But along with the sadness and loneliness, we will also hear a note of victory as Paul gives his final charge to his son in the faith. As we hear him, we will be hearing from God the thing He wants us to hear. This is His final word to you and me. If you are not willing to accept this, I don't think that God has any more to say to you.

Paul's Charge to Timothy (2 Timothy 4:1-5)

2 Timothy 4:1 I charge thee therefore before God, and the Lord Jesus Christ, who shall judge the quick and the dead at his appearing and his kingdom; (KJV)

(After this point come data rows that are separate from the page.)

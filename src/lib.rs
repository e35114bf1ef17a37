//! fer-compose: build and sign Factom FER entries (library crate).
//!
//! Re-exports public modules for integration tests and external use.

pub mod builder;
pub mod config;
pub mod constants;
pub mod env;
pub mod factom;
pub mod input;
pub mod keys;
pub mod models;
pub mod output;
pub mod pipeline;
pub mod submission;
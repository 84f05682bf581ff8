//! Fixed-interval tick source feeding both wheels' counters.

use core::time::Duration;

use crate::config::BrakeCalibration;
use crate::state::ControlState;

/// Advances the per-wheel tick counters.
///
/// The time base only ever increments; counters are reset exclusively by the
/// wheel estimators when a pulse completes.
pub struct TimeBase;

impl TimeBase {
    /// Interval at which [`TimeBase::tick`] must be invoked.
    #[must_use]
    pub const fn interval(calibration: &BrakeCalibration) -> Duration {
        calibration.tick_interval
    }

    pub fn tick(state: &ControlState) {
        state.advance_ticks();
    }
}

#[cfg(test)]
mod tests {
    use super::*;
    use crate::wheel::Wheel;

    #[test]
    fn tick_advances_both_wheels() {
        let state = ControlState::default();
        TimeBase::tick(&state);
        TimeBase::tick(&state);

        assert_eq!(state.ticks(Wheel::Front), 2);
        assert_eq!(state.ticks(Wheel::Rear), 2);
    }

    #[test]
    fn default_interval_is_ten_micros() {
        assert_eq!(
            TimeBase::interval(&BrakeCalibration::DEFAULT),
            Duration::from_micros(10)
        );
    }
}
//! Lever intensity to actuator duty mapping.

use crate::config::BrakeCalibration;
use crate::slip::{SlipDecision, SlipDetector};
use crate::state::ControlState;
use crate::wheel::Wheel;

/// Brake intensity clamped into `[0, max_intensity]`.
#[derive(Copy, Clone, Debug, Eq, PartialEq, Ord, PartialOrd)]
pub struct BrakeIntensity(u8);

impl BrakeIntensity {
    /// Clamps a raw request; out-of-range values are never rejected.
    #[must_use]
    pub fn from_request(raw: i16, max_intensity: u8) -> Self {
        let clamped = raw.clamp(0, i16::from(max_intensity));
        Self(u8::try_from(clamped).unwrap_or(max_intensity))
    }

    #[must_use]
    pub const fn value(self) -> u8 {
        self.0
    }
}

/// Duty value in units of the actuator's full-scale period.
#[derive(Copy, Clone, Debug, Eq, PartialEq, Ord, PartialOrd)]
pub struct DutyCommand(u16);

impl DutyCommand {
    #[must_use]
    pub const fn new(raw: u16) -> Self {
        Self(raw)
    }

    #[must_use]
    pub const fn raw(self) -> u16 {
        self.0
    }
}

/// Pair of duty commands, one per actuator channel.
#[derive(Copy, Clone, Debug, Eq, PartialEq)]
pub struct ActuatorCommands {
    pub front: DutyCommand,
    pub rear: DutyCommand,
}

impl ActuatorCommands {
    #[must_use]
    pub const fn new(front: DutyCommand, rear: DutyCommand) -> Self {
        Self { front, rear }
    }

    #[must_use]
    pub const fn get(&self, wheel: Wheel) -> DutyCommand {
        match wheel {
            Wheel::Front => self.front,
            Wheel::Rear => self.rear,
        }
    }
}

/// Combines the lever request with the slip decision.
#[derive(Copy, Clone, Debug)]
pub struct DutyMapper {
    detector: SlipDetector,
    max_intensity: u8,
    min_duty: u16,
    scale: u16,
}

impl DutyMapper {
    #[must_use]
    pub const fn new(calibration: &BrakeCalibration) -> Self {
        Self {
            detector: SlipDetector::new(calibration.difference_threshold),
            max_intensity: calibration.max_intensity,
            min_duty: calibration.min_duty,
            scale: calibration.duty_scale,
        }
    }

    /// Pure mapping used by [`DutyMapper::compute_commands`].
    ///
    /// Duties beyond the 16-bit command range saturate; a validated
    /// calibration never gets there.
    #[must_use]
    pub fn map(&self, intensity: BrakeIntensity, decision: SlipDecision) -> ActuatorCommands {
        let applied = u32::from(self.min_duty)
            + u32::from(intensity.value()) * u32::from(self.scale);
        let applied = u16::try_from(applied).unwrap_or(u16::MAX);
        let released = self.min_duty;

        // The slower wheel's brake is released outright, whatever the lever says.
        let front = if decision == SlipDecision::FrontSlower {
            released
        } else {
            applied
        };
        let rear = if decision == SlipDecision::RearSlower {
            released
        } else {
            applied
        };

        ActuatorCommands::new(DutyCommand::new(front), DutyCommand::new(rear))
    }

    /// Refreshes the slip decision, maps the request and stores the commands.
    #[must_use]
    pub fn compute_commands(&self, request: i16, state: &ControlState) -> ActuatorCommands {
        let decision = self.detector.evaluate(state);
        let intensity = BrakeIntensity::from_request(request, self.max_intensity);
        let commands = self.map(intensity, decision);
        state.store_commands(commands);
        commands
    }
}

#[cfg(test)]
mod tests {
    use super::*;

    fn mapper() -> DutyMapper {
        DutyMapper::new(&BrakeCalibration::DEFAULT)
    }

    #[test]
    fn intensity_clamps_both_ends() {
        assert_eq!(BrakeIntensity::from_request(-127, 235).value(), 0);
        assert_eq!(BrakeIntensity::from_request(0, 235).value(), 0);
        assert_eq!(BrakeIntensity::from_request(128, 235).value(), 128);
        assert_eq!(BrakeIntensity::from_request(500, 235).value(), 235);
    }

    #[test]
    fn balanced_maps_both_channels_linearly() {
        let mapper = mapper();
        for (request, expected) in [(0, 1_000), (100, 2_600), (200, 4_200), (235, 4_760)] {
            let commands = mapper.map(BrakeIntensity::from_request(request, 235), SlipDecision::Balanced);
            assert_eq!(commands.front.raw(), expected);
            assert_eq!(commands.rear.raw(), expected);
        }
    }

    #[test]
    fn slower_wheel_is_forced_to_minimum() {
        let mapper = mapper();
        let intensity = BrakeIntensity::from_request(150, 235);

        let front_slow = mapper.map(intensity, SlipDecision::FrontSlower);
        assert_eq!(front_slow.front.raw(), 1_000);
        assert_eq!(front_slow.rear.raw(), 3_400);

        let rear_slow = mapper.map(intensity, SlipDecision::RearSlower);
        assert_eq!(rear_slow.front.raw(), 3_400);
        assert_eq!(rear_slow.rear.raw(), 1_000);
    }

    #[test]
    fn oversized_scale_saturates_at_command_ceiling() {
        let mapper = DutyMapper::new(&BrakeCalibration {
            duty_scale: 600,
            ..BrakeCalibration::DEFAULT
        });
        let full = BrakeIntensity::from_request(128, 235);

        let commands = mapper.map(full, SlipDecision::RearSlower);
        assert_eq!(commands.front.raw(), u16::MAX);
        assert_eq!(commands.rear.raw(), 1_000);
    }

    #[test]
    fn compute_commands_writes_state() {
        let state = ControlState::default();
        let commands = mapper().compute_commands(300, &state);

        assert_eq!(commands, ActuatorCommands::new(DutyCommand::new(4_760), DutyCommand::new(4_760)));
        assert_eq!(state.commands(), commands);
    }
}
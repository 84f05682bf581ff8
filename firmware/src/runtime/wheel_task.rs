use brake_core::ControlState;
use brake_core::wheel::{EdgeSource, WheelPeriodEstimator};
use embassy_futures::join::join;

use crate::hw::WheelInput;
use crate::logging;

#[embassy_executor::task]
pub async fn run(
    state: &'static ControlState,
    front: WheelInput<'static>,
    rear: WheelInput<'static>,
) -> ! {
    join(watch(state, front), watch(state, rear)).await;
    loop {
        core::future::pending::<()>().await;
    }
}

async fn watch(state: &'static ControlState, mut input: WheelInput<'static>) {
    let mut estimator = WheelPeriodEstimator::new(input.wheel());
    loop {
        input.wait_for_transition().await;
        let outcome = estimator.on_edge(input.edge(), state);
        logging::log_edge(&outcome);
    }
}
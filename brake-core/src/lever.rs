//! Brake lever sampling.
//!
//! The lever is a slide potentiometer read by a free-running 8-bit converter.
//! Samples are inverted around a midpoint so that pulling the lever (a lower
//! reading) requests more braking. Each completed sample drives the duty
//! mapper immediately; nothing is buffered.

use crate::config::BrakeCalibration;
use crate::duty::{ActuatorCommands, DutyMapper};
use crate::state::ControlState;

/// One completed 8-bit conversion of the lever position.
#[derive(Copy, Clone, Debug, Eq, PartialEq)]
pub struct LeverSample(pub u8);

/// Capability interface for the free-running lever converter.
pub trait LeverSource {
    /// Returns the next completed conversion, or `None` if none is ready.
    fn next_sample(&mut self) -> Option<LeverSample>;
}

/// Converts lever samples into brake-intensity requests.
#[derive(Copy, Clone, Debug, Eq, PartialEq)]
pub struct LeverSampler {
    mid: i16,
}

impl LeverSampler {
    #[must_use]
    pub const fn new(calibration: &BrakeCalibration) -> Self {
        Self {
            mid: calibration.lever_mid,
        }
    }

    /// Unclamped request: `mid - sample`.
    #[must_use]
    pub fn intensity_request(&self, sample: LeverSample) -> i16 {
        self.mid - i16::from(sample.0)
    }

    /// Handles a completed conversion by running the duty mapper.
    #[must_use]
    pub fn on_sample(
        &self,
        sample: LeverSample,
        mapper: &DutyMapper,
        state: &ControlState,
    ) -> ActuatorCommands {
        mapper.compute_commands(self.intensity_request(sample), state)
    }
}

I charge thee therefore before God, and the Lord Jesus Christ . . . (1 Tim.5:21; 6:13).
Who shall judge the quick and the dead . . . meaning the Lord Jesus Christ, for He is to be the Judge of all mankind (Mat.25:31-48; 2 Cor.5:10). The word quick means living, or to make alive (Acts 19:42; Eph.2:1); and the idea is, that Jesus would be the Judge of all who were alive when He would come, and of all who had died (1 Thes.4:16-17). This proves the fact that all people, whether preachers or hearers, must give their account to the final Judge one day. For this reason, Paul charges Timothy to be faithful.
At his appearing . . . this refers to Judgment Day that shall one day take place, for the Lord Jesus has NOT yet "appeared" the second time to men. And since Jesus shall again appear a second time (Zec.14:1-5; Rev.19:11-21; 20:11-15), and then there is to be a resurrection of the dead. Jesus shall appear again: (Col.3:4; 1 Tim.6:14; 2 Tim.1:10; 4:1,8; Tit.2:13; 1 Pet.1:7; 5:4; 1 Jn.2:28: 3:2).
And his kingdom . . . at the setting up of his kingdom. Jesus shall reign and judge when His Kingdom is set up here on Earth. Rev. 20:11-15 And I saw a great white throne, and him that sat on it, from whose face the earth and the heaven fled away; and there was found no place for them. 12 And I saw the dead, small and great, stand before God; and the books were opened: and another book was opened, which is the book of life: and the dead were judged out of those things which were written in the books, according to their works. 13 And the sea gave up the dead which were in it; and death and hell delivered up the dead which were in them: and they were judged every man according to their works. 14 And death and hell were cast into the lake of fire. This is the second death. 15 And whosoever was not found written in the book of life was cast into the lake of fire. (KJV)
To realize the full force of the language used by Paul here, it is necessary to know that Jesus shall set up a visible Kingdom on the Earth, and that there shall be an glorious display of Himself as a King, and of the extent and majesty of the empire over which He presides (Ps.2:9; Dan.2:44; Rom.14:11; Phil.2:10; Rev.2:27; 19:15). BEWARE!!!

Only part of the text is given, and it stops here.